Myths of Individualism | Libertarianism.org

September 6, 2011 essays

Palmer takes on the misconceptions of individualism common to communitarian critics of liberty.

It has recently been asserted that libertarians, or classical liberals, actually think that individual agents are fully formed and their value preferences are in place prior to and outside of any society. They ignore robust social scientific evidence about the ill effects of isolation, and, yet more shocking, they actively oppose the notion of shared values or the idea of the common good. I am quoting from the 1995 presidential address of Professor Amitai Etzioni to the American Sociological Association (American Sociological Review, February 1996). As a frequent talk show guest and as editor of the journal The Responsive Community,Etzioni has come to some public prominence as a publicist for a political movement known as communitarianism.

Etzioni is hardly alone in making such charges. They come from both left and right. From the left, Washington Post columnist E. J. Dionne Jr. argued in his book Why Americans Hate Politics that the growing popularity of the libertarian cause suggested that many Americans had even given up on the possibility of a common good, and in a recent essay in the Washington Post Magazine, that the libertarian emphasis on the freewheeling individual seems to assume that individuals come into the world as fully formed adults who should be held responsible for their actions from the moment of birth. From the right, the late Russell Kirk, in a vitriolic article titled Libertarians: The Chirping Sectaries, claimed that the perennial libertarian, like Satan, can bear no authority, temporal or spiritual and that the libertarian does not venerate ancient beliefs and customs, or the natural world, or his country, or the immortal spark in his fellow men.

More politely, Sen. Dan Coats (R-Ind.) and David Brooks of the Weekly Standard have excoriated libertarians for allegedly ignoring the value of community. Defending his proposal for more federal programs to rebuild community, Coats wrote that his bill is self-consciously conservative, not purely libertarian. It recognizes, not only individual rights, but the contribution of groups rebuilding the social and moral infrastructure of their neighborhoods. The implication is that individual rights are somehow incompatible with participation in groups or neighborhoods.

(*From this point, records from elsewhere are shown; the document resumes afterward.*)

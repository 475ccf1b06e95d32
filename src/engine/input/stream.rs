// Per-player input queue

use super::action::InputEvent;
use std::collections::VecDeque;

/// Maximum number of queued events between two ticks
const MAX_QUEUED_EVENTS: usize = 30;

/// Ordered queue of input events for one player.
///
/// The host pushes events as they happen; the controller drains them at the
/// start of the next tick. Events are delivered in arrival order and are not
/// retried: an event that is illegal when processed is simply dropped.
#[derive(Debug, Default)]
pub struct InputStream {
    queue: VecDeque<InputEvent>,
}

impl InputStream {
    pub fn new() -> Self {
        Self {
            queue: VecDeque::with_capacity(MAX_QUEUED_EVENTS),
        }
    }

    /// Queue an event
    pub fn push(&mut self, event: InputEvent) {
        // Consecutive axis updates collapse into the latest value
        if let InputEvent::Move(axis) = event {
            if let Some(InputEvent::Move(last)) = self.queue.back_mut() {
                *last = axis;
                return;
            }
        }

        self.queue.push_back(event);

        // Keep the queue size under control
        if self.queue.len() > MAX_QUEUED_EVENTS {
            log::warn!("Input stream overflow, dropping oldest event");
            self.queue.pop_front();
        }
    }

    /// Take every queued event in arrival order
    pub fn drain(&mut self) -> Vec<InputEvent> {
        self.queue.drain(..).collect()
    }

    /// Drop all queued events
    pub fn clear(&mut self) {
        self.queue.clear();
    }

    pub fn len(&self) -> usize {
        self.queue.len()
    }

    pub fn is_empty(&self) -> bool {
        self.queue.is_empty()
    }
}
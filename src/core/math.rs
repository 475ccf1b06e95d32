// Math utilities and helper functions

use glam::Vec2;

/// Horizontal orientation (+1 right, -1 left) for a signed value.
/// Zero keeps the current orientation.
pub fn facing_from(value: f32, current: f32) -> f32 {
    if value > 0.0 {
        1.0
    } else if value < 0.0 {
        -1.0
    } else {
        current
    }
}

/// Knockback vector pushing `to` away from `from` with a fixed magnitude.
/// Coincident positions produce no knockback.
pub fn knockback(from: Vec2, to: Vec2, magnitude: f32) -> Vec2 {
    (to - from).normalize_or_zero() * magnitude
}

/// Mirror an offset authored for a right-facing character
pub fn mirror_x(offset: Vec2, facing: f32) -> Vec2 {
    Vec2::new(offset.x * facing, offset.y)
}

#[cfg(test)]
mod tests {
    use super::*;
    use approx::assert_relative_eq;

    #[test]
    fn test_facing_from() {
        assert_eq!(facing_from(0.3, -1.0), 1.0);
        assert_eq!(facing_from(-2.0, 1.0), -1.0);
        assert_eq!(facing_from(0.0, -1.0), -1.0);
    }

    #[test]
    fn test_knockback_direction_and_magnitude() {
        let kb = knockback(Vec2::new(0.0, 0.0), Vec2::new(3.0, 4.0), 5.0);
        assert_relative_eq!(kb.x, 3.0, epsilon = 1e-5);
        assert_relative_eq!(kb.y, 4.0, epsilon = 1e-5);
    }

    #[test]
    fn test_knockback_coincident_positions() {
        let kb = knockback(Vec2::ONE, Vec2::ONE, 5.0);
        assert_eq!(kb, Vec2::ZERO);
    }

    #[test]
    fn test_mirror_x() {
        let offset = Vec2::new(0.6, 0.1);
        assert_eq!(mirror_x(offset, -1.0), Vec2::new(-0.6, 0.1));
        assert_eq!(mirror_x(offset, 1.0), offset);
    }
}
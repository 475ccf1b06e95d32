use super::collision::CollisionLayer;
use glam::Vec2;
use rapier2d::prelude::*;

pub use rapier2d::prelude::{ColliderHandle, RigidBodyHandle};

/// Motion command emitted by the action state machine for one body.
///
/// Commands are applied to the physics host in the order they were emitted.
#[derive(Debug, Clone, Copy, PartialEq)]
pub enum BodyCommand {
    /// Overwrite horizontal velocity, keep vertical
    SetVelocityX(f32),
    /// Overwrite the whole linear velocity
    SetVelocity(Vec2),
    /// Multiply horizontal velocity (used for decaying slides)
    ScaleVelocityX(f32),
    /// Instantaneous velocity change scaled by mass
    Impulse(Vec2),
    /// Stop simulating the body and its colliders for good
    Deactivate,
}

/// Common body and collider configurations for platformer objects
pub mod presets {
    use super::*;

    /// Character body: dynamic, upright, always awake
    pub fn character_body(position: Vec2) -> RigidBody {
        RigidBodyBuilder::dynamic()
            .translation(vector![position.x, position.y])
            .lock_rotations()
            .can_sleep(false)
            .build()
    }

    /// Character collider: a frictionless box of the given size with unit mass,
    /// so impulses map 1:1 to velocity changes
    pub fn character_collider(layer: CollisionLayer, size: Vec2) -> Collider {
        on_layer(ColliderBuilder::cuboid(size.x / 2.0, size.y / 2.0), layer)
            .friction(0.0)
            .mass(1.0)
            .build()
    }

    /// Hitbox sensor attached to its owner's body. Massless.
    pub fn hitbox_sensor(layer: CollisionLayer, half_extents: Vec2, offset: Vec2) -> Collider {
        on_layer(ColliderBuilder::cuboid(half_extents.x, half_extents.y), layer)
            .translation(vector![offset.x, offset.y])
            .sensor(true)
            .density(0.0)
            .build()
    }

    /// Static platform body
    pub fn platform_body(center: Vec2) -> RigidBody {
        RigidBodyBuilder::fixed()
            .translation(vector![center.x, center.y])
            .build()
    }

    /// Platform collider on the ground layer
    pub fn platform_collider(size: Vec2) -> Collider {
        on_layer(
            ColliderBuilder::cuboid(size.x / 2.0, size.y / 2.0),
            CollisionLayer::Ground,
        )
        .friction(0.3)
        .build()
    }

    /// Collision filtering and event reporting shared by every game collider
    fn on_layer(builder: ColliderBuilder, layer: CollisionLayer) -> ColliderBuilder {
        builder
            .collision_groups(layer.to_interaction_groups())
            .restitution(0.0)
            .active_events(ActiveEvents::COLLISION_EVENTS)
    }
}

Such charges, which are coming with increasing frequency from those opposed to classical liberal ideals, are never substantiated by quotations from classical liberals; nor is any evidence offered that those who favor individual liberty and limited constitutional government actually think as charged by Etzioni and his echoes. Absurd charges often made and not rebutted can come to be accepted as truths, so it is imperative that Etzioni and other communitarian critics of individual liberty be called to account for their distortions.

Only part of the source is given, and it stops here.